Gli aiuti finanziari occidentali forniti ai palestinesi sortiscono – come da me illustrato la scorsa settimana – il perverso e controintuitivo effetto di accrescere il tasso degli atti di violenza, inclusi quelli terroristici. Questa settimana offro due esempi di una notizia probabilmente ancora più curiosa in merito agli innumerevoli miliardi di dollari e di donazioni pro-capite, dai trascorsi devastanti, elargiti dai paesi occidentali. Innanzitutto, tali aiuti hanno reso i palestinesi più poveri.
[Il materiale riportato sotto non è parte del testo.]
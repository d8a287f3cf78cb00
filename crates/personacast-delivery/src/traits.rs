//! Collaborator traits and the payload types that cross them.

use crate::attachment::Attachment;
use crate::Result;
use async_trait::async_trait;
use bytes::Bytes;
use personacast_core::types::{Embed, Persona};
use std::sync::Arc;
use std::time::Duration;

/// Chat platform operations the delivery engine depends on.
///
/// Implementations own the wire format; the engine only sees these calls.
#[async_trait]
pub trait PlatformClient: Send + Sync {
    /// List the send endpoints that exist on a channel.
    async fn list_endpoints(&self, channel_id: &str) -> Result<Vec<EndpointHandle>>;

    /// Create a send endpoint named `name` on a channel.
    async fn create_endpoint(&self, channel_id: &str, name: &str) -> Result<EndpointHandle>;

    /// Send one message through an endpoint.
    async fn send(&self, endpoint: &EndpointHandle, payload: &OutboundPayload)
        -> Result<SentMessage>;

    /// Download a remote resource within the given bounds.
    async fn fetch_resource(&self, url: &str, options: FetchOptions) -> Result<FetchedResource>;
}

#[async_trait]
impl<T: PlatformClient + ?Sized> PlatformClient for Arc<T> {
    async fn list_endpoints(&self, channel_id: &str) -> Result<Vec<EndpointHandle>> {
        (**self).list_endpoints(channel_id).await
    }

    async fn create_endpoint(&self, channel_id: &str, name: &str) -> Result<EndpointHandle> {
        (**self).create_endpoint(channel_id, name).await
    }

    async fn send(
        &self,
        endpoint: &EndpointHandle,
        payload: &OutboundPayload,
    ) -> Result<SentMessage> {
        (**self).send(endpoint, payload).await
    }

    async fn fetch_resource(&self, url: &str, options: FetchOptions) -> Result<FetchedResource> {
        (**self).fetch_resource(url, options).await
    }
}

/// Read access to the persona directory, with optional avatar write-back.
#[async_trait]
pub trait PersonaDirectory: Send + Sync {
    /// Look up a persona by its full name.
    async fn get_persona(&self, key: &str) -> Option<Persona>;

    /// Record a resolved or fallback avatar URL for a persona.
    async fn set_avatar_url(&self, _key: &str, _avatar_url: &str) -> Result<()> {
        Ok(())
    }
}

/// A channel-scoped message-sending integration point.
#[derive(Debug, Clone, PartialEq, Eq)]
pub struct EndpointHandle {
    /// Endpoint ID.
    pub id: String,

    /// Secret token used to post through the endpoint.
    pub token: Option<String>,

    /// Endpoint name as shown on the platform.
    pub name: Option<String>,

    /// Channel the endpoint belongs to.
    pub channel_id: String,
}

impl EndpointHandle {
    /// Create a handle.
    pub fn new(
        id: impl Into<String>,
        token: impl Into<String>,
        channel_id: impl Into<String>,
    ) -> Self {
        Self {
            id: id.into(),
            token: Some(token.into()),
            name: None,
            channel_id: channel_id.into(),
        }
    }

    /// Set the endpoint name.
    pub fn named(mut self, name: impl Into<String>) -> Self {
        self.name = Some(name.into());
        self
    }

    /// Whether this endpoint can be posted to and carries `name`.
    pub fn is_usable_as(&self, name: &str) -> bool {
        self.token.is_some() && self.name.as_deref() == Some(name)
    }
}

/// One outbound platform message.
#[derive(Debug, Clone, Default)]
pub struct OutboundPayload {
    /// Text content of this chunk.
    pub content: String,

    /// Name shown as the sender.
    pub username: String,

    /// Avatar shown next to the message.
    pub avatar_url: String,

    /// Thread to post into, if the target is a thread.
    pub thread_id: Option<String>,

    /// Rich embeds. Only set on the last chunk of a delivery.
    pub embeds: Vec<Embed>,

    /// File attachments. Only set on the last chunk of a delivery.
    pub attachments: Vec<Attachment>,

    /// Whether this chunk carries a system error rather than persona content.
    pub is_error: bool,
}

impl OutboundPayload {
    /// Whether the payload carries embeds or attachments.
    pub fn has_structure(&self) -> bool {
        !self.embeds.is_empty() || !self.attachments.is_empty()
    }
}

/// The platform's record of a sent message.
#[derive(Debug, Clone, PartialEq, Eq)]
pub struct SentMessage {
    /// Message ID assigned by the platform.
    pub id: String,

    /// Channel the message landed in.
    pub channel_id: String,
}

impl SentMessage {
    /// Create a sent message record.
    pub fn new(id: impl Into<String>, channel_id: impl Into<String>) -> Self {
        Self {
            id: id.into(),
            channel_id: channel_id.into(),
        }
    }
}

/// Bounds applied to a resource download.
#[derive(Debug, Clone, Copy, PartialEq, Eq)]
pub struct FetchOptions {
    /// Total time allowed for the download.
    pub timeout: Duration,

    /// Largest body accepted, in bytes.
    pub max_bytes: u64,
}

/// A downloaded resource.
#[derive(Debug, Clone)]
pub struct FetchedResource {
    /// Body bytes.
    pub bytes: Bytes,

    /// Content type reported by the server, if any.
    pub content_type: Option<String>,
}
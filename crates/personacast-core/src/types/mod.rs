//! Core types for Personacast.

mod persona;
mod channel;
mod embed;

pub use persona::*;
pub use channel::*;
pub use embed::*;
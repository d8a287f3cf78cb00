//! Channel reference types.

use serde::{Deserialize, Serialize};

/// Kind of channel a message is delivered to.
#[derive(Debug, Clone, Default, PartialEq, Eq, Serialize, Deserialize)]
#[serde(tag = "type", rename_all = "lowercase")]
pub enum ChannelKind {
    /// Regular text channel.
    #[default]
    Text,

    /// Thread nested under a parent channel.
    Thread {
        /// Parent channel ID that owns the send endpoint.
        parent_id: String,
    },
}

/// A reference to the channel a delivery targets.
#[derive(Debug, Clone, PartialEq, Eq, Serialize, Deserialize)]
pub struct ChannelRef {
    /// Channel ID.
    pub id: String,

    /// Channel kind.
    #[serde(default)]
    pub kind: ChannelKind,
}

impl ChannelRef {
    /// Reference a regular text channel.
    pub fn text(id: impl Into<String>) -> Self {
        Self {
            id: id.into(),
            kind: ChannelKind::Text,
        }
    }

    /// Reference a thread under `parent_id`.
    pub fn thread(id: impl Into<String>, parent_id: impl Into<String>) -> Self {
        Self {
            id: id.into(),
            kind: ChannelKind::Thread {
                parent_id: parent_id.into(),
            },
        }
    }

    /// ID of the channel that owns the send endpoint.
    ///
    /// Threads share their parent's endpoint.
    pub fn endpoint_channel_id(&self) -> &str {
        match &self.kind {
            ChannelKind::Text => &self.id,
            ChannelKind::Thread { parent_id } => parent_id,
        }
    }

    /// Thread ID to attach to outgoing payloads, if any.
    pub fn thread_id(&self) -> Option<&str> {
        match &self.kind {
            ChannelKind::Text => None,
            ChannelKind::Thread { .. } => Some(&self.id),
        }
    }
}
//! Avatar metadata index storage.
//!
//! Defines the [`AvatarIndex`] trait and two implementations:
//! [`MemoryAvatarIndex`] for tests and ephemeral processes, and
//! [`FileAvatarIndex`], which keeps every entry in one JSON document.

use crate::error::DeliveryError;
use crate::Result;
use async_trait::async_trait;
use chrono::{DateTime, Utc};
use serde::{Deserialize, Serialize};
use std::collections::HashMap;
use std::path::PathBuf;
use tokio::sync::{Mutex, RwLock};
use tracing::{debug, warn};

/// Metadata for one cached avatar file.
#[derive(Debug, Clone, PartialEq, Eq, Serialize, Deserialize)]
pub struct AvatarCacheEntry {
    /// Persona the avatar belongs to.
    pub persona_key: String,

    /// Remote URL the file was downloaded from.
    pub original_url: String,

    /// File name inside the avatar cache directory.
    pub local_filename: String,

    /// SHA256 of the file contents.
    pub checksum: String,

    /// When the file was downloaded.
    pub downloaded_at: DateTime<Utc>,
}

/// Durable keyed store of avatar cache entries.
#[async_trait]
pub trait AvatarIndex: Send + Sync {
    /// Get the entry for a persona.
    async fn get(&self, persona_key: &str) -> Result<Option<AvatarCacheEntry>>;

    /// Insert or replace the entry for `entry.persona_key`.
    async fn put(&self, entry: AvatarCacheEntry) -> Result<()>;

    /// Remove and return the entry for a persona.
    async fn remove(&self, persona_key: &str) -> Result<Option<AvatarCacheEntry>>;

    /// List all entries.
    async fn list(&self) -> Result<Vec<AvatarCacheEntry>>;

    /// Remove every entry.
    async fn clear(&self) -> Result<()>;
}

/// In-memory avatar index.
#[derive(Debug, Default)]
pub struct MemoryAvatarIndex {
    entries: RwLock<HashMap<String, AvatarCacheEntry>>,
}

impl MemoryAvatarIndex {
    /// Create an empty index.
    pub fn new() -> Self {
        Self::default()
    }
}

#[async_trait]
impl AvatarIndex for MemoryAvatarIndex {
    async fn get(&self, persona_key: &str) -> Result<Option<AvatarCacheEntry>> {
        Ok(self.entries.read().await.get(persona_key).cloned())
    }

    async fn put(&self, entry: AvatarCacheEntry) -> Result<()> {
        self.entries
            .write()
            .await
            .insert(entry.persona_key.clone(), entry);
        Ok(())
    }

    async fn remove(&self, persona_key: &str) -> Result<Option<AvatarCacheEntry>> {
        Ok(self.entries.write().await.remove(persona_key))
    }

    async fn list(&self) -> Result<Vec<AvatarCacheEntry>> {
        Ok(self.entries.read().await.values().cloned().collect())
    }

    async fn clear(&self) -> Result<()> {
        self.entries.write().await.clear();
        Ok(())
    }
}

/// On-disk document layout.
#[derive(Debug, Default, Serialize, Deserialize)]
struct IndexDocument {
    #[serde(default)]
    entries: HashMap<String, AvatarCacheEntry>,
}

/// A file-backed avatar index.
///
/// The whole index is one JSON document, loaded on first use and rewritten
/// atomically (temp file + rename) on every change.
pub struct FileAvatarIndex {
    path: PathBuf,
    entries: Mutex<Option<HashMap<String, AvatarCacheEntry>>>,
}

impl FileAvatarIndex {
    /// Create an index stored at `path`. Nothing is read until first use.
    pub fn new(path: impl Into<PathBuf>) -> Self {
        Self {
            path: path.into(),
            entries: Mutex::new(None),
        }
    }

    /// Create an index at the default location (`~/.personacast/avatar-index.json`).
    pub fn from_default_path() -> Result<Self> {
        let path = personacast_core::paths::avatar_index_file()
            .map_err(|e| DeliveryError::Config(e.to_string()))?;
        Ok(Self::new(path))
    }

    /// Path of the backing file.
    pub fn path(&self) -> &PathBuf {
        &self.path
    }

    async fn load(&self) -> Result<HashMap<String, AvatarCacheEntry>> {
        let content = match tokio::fs::read_to_string(&self.path).await {
            Ok(content) => content,
            Err(e) if e.kind() == std::io::ErrorKind::NotFound => return Ok(HashMap::new()),
            Err(e) => return Err(e.into()),
        };

        match serde_json::from_str::<IndexDocument>(&content) {
            Ok(doc) => {
                debug!("Loaded {} avatar index entries from {}", doc.entries.len(), self.path.display());
                Ok(doc.entries)
            }
            Err(e) => {
                // Every entry can be re-fetched, so a damaged index starts over.
                warn!("Discarding unreadable avatar index {}: {}", self.path.display(), e);
                Ok(HashMap::new())
            }
        }
    }

    async fn persist(&self, entries: &HashMap<String, AvatarCacheEntry>) -> Result<()> {
        let doc = IndexDocument {
            entries: entries.clone(),
        };
        let content = serde_json::to_string_pretty(&doc)?;

        if let Some(parent) = self.path.parent() {
            tokio::fs::create_dir_all(parent).await?;
        }

        let temp_path = self.path.with_extension("tmp");
        tokio::fs::write(&temp_path, content).await?;
        tokio::fs::rename(&temp_path, &self.path).await?;
        Ok(())
    }

    /// Run `f` against the loaded entries, persisting if it reports a change.
    async fn with_entries<T>(
        &self,
        f: impl FnOnce(&mut HashMap<String, AvatarCacheEntry>) -> (T, bool),
    ) -> Result<T> {
        let mut guard = self.entries.lock().await;
        if guard.is_none() {
            *guard = Some(self.load().await?);
        }
        let entries = guard
            .as_mut()
            .ok_or_else(|| DeliveryError::Index("index not loaded".to_string()))?;

        let (value, changed) = f(entries);
        if changed {
            self.persist(entries).await?;
        }
        Ok(value)
    }
}

#[async_trait]
impl AvatarIndex for FileAvatarIndex {
    async fn get(&self, persona_key: &str) -> Result<Option<AvatarCacheEntry>> {
        self.with_entries(|entries| (entries.get(persona_key).cloned(), false))
            .await
    }

    async fn put(&self, entry: AvatarCacheEntry) -> Result<()> {
        self.with_entries(|entries| {
            entries.insert(entry.persona_key.clone(), entry);
            ((), true)
        })
        .await
    }

    async fn remove(&self, persona_key: &str) -> Result<Option<AvatarCacheEntry>> {
        self.with_entries(|entries| {
            let removed = entries.remove(persona_key);
            let changed = removed.is_some();
            (removed, changed)
        })
        .await
    }

    async fn list(&self) -> Result<Vec<AvatarCacheEntry>> {
        self.with_entries(|entries| (entries.values().cloned().collect(), false))
            .await
    }

    async fn clear(&self) -> Result<()> {
        self.with_entries(|entries| {
            let changed = !entries.is_empty();
            entries.clear();
            ((), changed)
        })
        .await
    }
}

#[cfg(test)]
mod tests {
    use super::*;

    fn entry(key: &str, checksum: &str) -> AvatarCacheEntry {
        AvatarCacheEntry {
            persona_key: key.to_string(),
            original_url: format!("https://cdn.test/{}.png", key),
            local_filename: format!("{}.png", key),
            checksum: checksum.to_string(),
            downloaded_at: Utc::now(),
        }
    }

    #[tokio::test]
    async fn test_memory_index_crud() {
        let index = MemoryAvatarIndex::new();
        assert!(index.get("aria").await.unwrap().is_none());

        index.put(entry("aria", "a1")).await.unwrap();
        index.put(entry("aria", "a2")).await.unwrap();
        assert_eq!(index.get("aria").await.unwrap().unwrap().checksum, "a2");
        assert_eq!(index.list().await.unwrap().len(), 1);

        assert!(index.remove("aria").await.unwrap().is_some());
        assert!(index.list().await.unwrap().is_empty());
    }

    #[tokio::test]
    async fn test_file_index_survives_reopen() {
        let dir = tempfile::tempdir().unwrap();
        let path = dir.path().join("state").join("avatar-index.json");

        let index = FileAvatarIndex::new(&path);
        index.put(entry("aria", "a1")).await.unwrap();
        index.put(entry("bex", "b1")).await.unwrap();
        index.remove("bex").await.unwrap();

        let reopened = FileAvatarIndex::new(&path);
        let aria = reopened.get("aria").await.unwrap().unwrap();
        assert_eq!(aria.checksum, "a1");
        assert!(reopened.get("bex").await.unwrap().is_none());
        assert!(!path.with_extension("tmp").exists());
    }

    #[tokio::test]
    async fn test_file_index_missing_file_is_empty() {
        let dir = tempfile::tempdir().unwrap();
        let index = FileAvatarIndex::new(dir.path().join("none.json"));
        assert!(index.list().await.unwrap().is_empty());
        assert!(!dir.path().join("none.json").exists());
    }

    #[tokio::test]
    async fn test_file_index_discards_corrupt_document() {
        let dir = tempfile::tempdir().unwrap();
        let path = dir.path().join("avatar-index.json");
        std::fs::write(&path, "{ not json").unwrap();

        let index = FileAvatarIndex::new(&path);
        assert!(index.list().await.unwrap().is_empty());

        index.put(entry("aria", "a1")).await.unwrap();
        let reopened = FileAvatarIndex::new(&path);
        assert_eq!(reopened.list().await.unwrap().len(), 1);
    }

    #[tokio::test]
    async fn test_file_index_clear() {
        let dir = tempfile::tempdir().unwrap();
        let path = dir.path().join("avatar-index.json");
        let index = FileAvatarIndex::new(&path);
        index.put(entry("aria", "a1")).await.unwrap();
        index.clear().await.unwrap();

        assert!(FileAvatarIndex::new(&path).list().await.unwrap().is_empty());
    }
}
In secondo luogo, l'impoverimento palestinese è uno sviluppo positivo a lungo termine.
    Tanto per cominciare, vorrei evidenziare alcuni fatti fondamentali in merito all'economia palestinese, attingendo a una eccellente indagine condotta da Ziv Hellman, dal titolo "Terminal Situation" e apparsa sul Jerusalem Report del 24 dicembre:

    • Il reddito annuo palestinese pro-capite è diminuito di circa il 40 per cento, passando dai 2.000 dollari del 1992 (prima dell'avvio dei negoziati di Oslo), anno di picco, a meno di 1.200 dollari oggidì.
    • Il reddito israeliano pro-capite, 10 volte superiore a quello palestinese nel 1967, è oggi 23 volte maggiore.
    • Il grave stato di indigenza in cui versava il 22 per cento della popolazione di Gaza nel 1998, si è intensificato colpendo circa il 35 per cento della popolazione nel 2006; e concernerebbe quasi il 67 per cento, se non fosse per le rimesse e per gli aiuti alimentari.
    • I diretti investimenti esteri esistono a malapena, mentre il capitale locale viene perlopiù inviato all'estero oppure investito in beni immobili o in operazioni a breve termine.
    • Come scrive Hellman, l'economia dell'Autorità palestinese (AP) "si basa largamente sui monopoli in varie industrie concessi dai funzionari dell'AP in cambio di tangenti".
    • Il libro paga dell'AP è così gonfiato che solamente i costi degli stipendi superano tutte le entrate.
    • Un disastrato sistema giudiziario dell'AP implica che, in genere, le dispute commerciali vengono risolte da bande armate.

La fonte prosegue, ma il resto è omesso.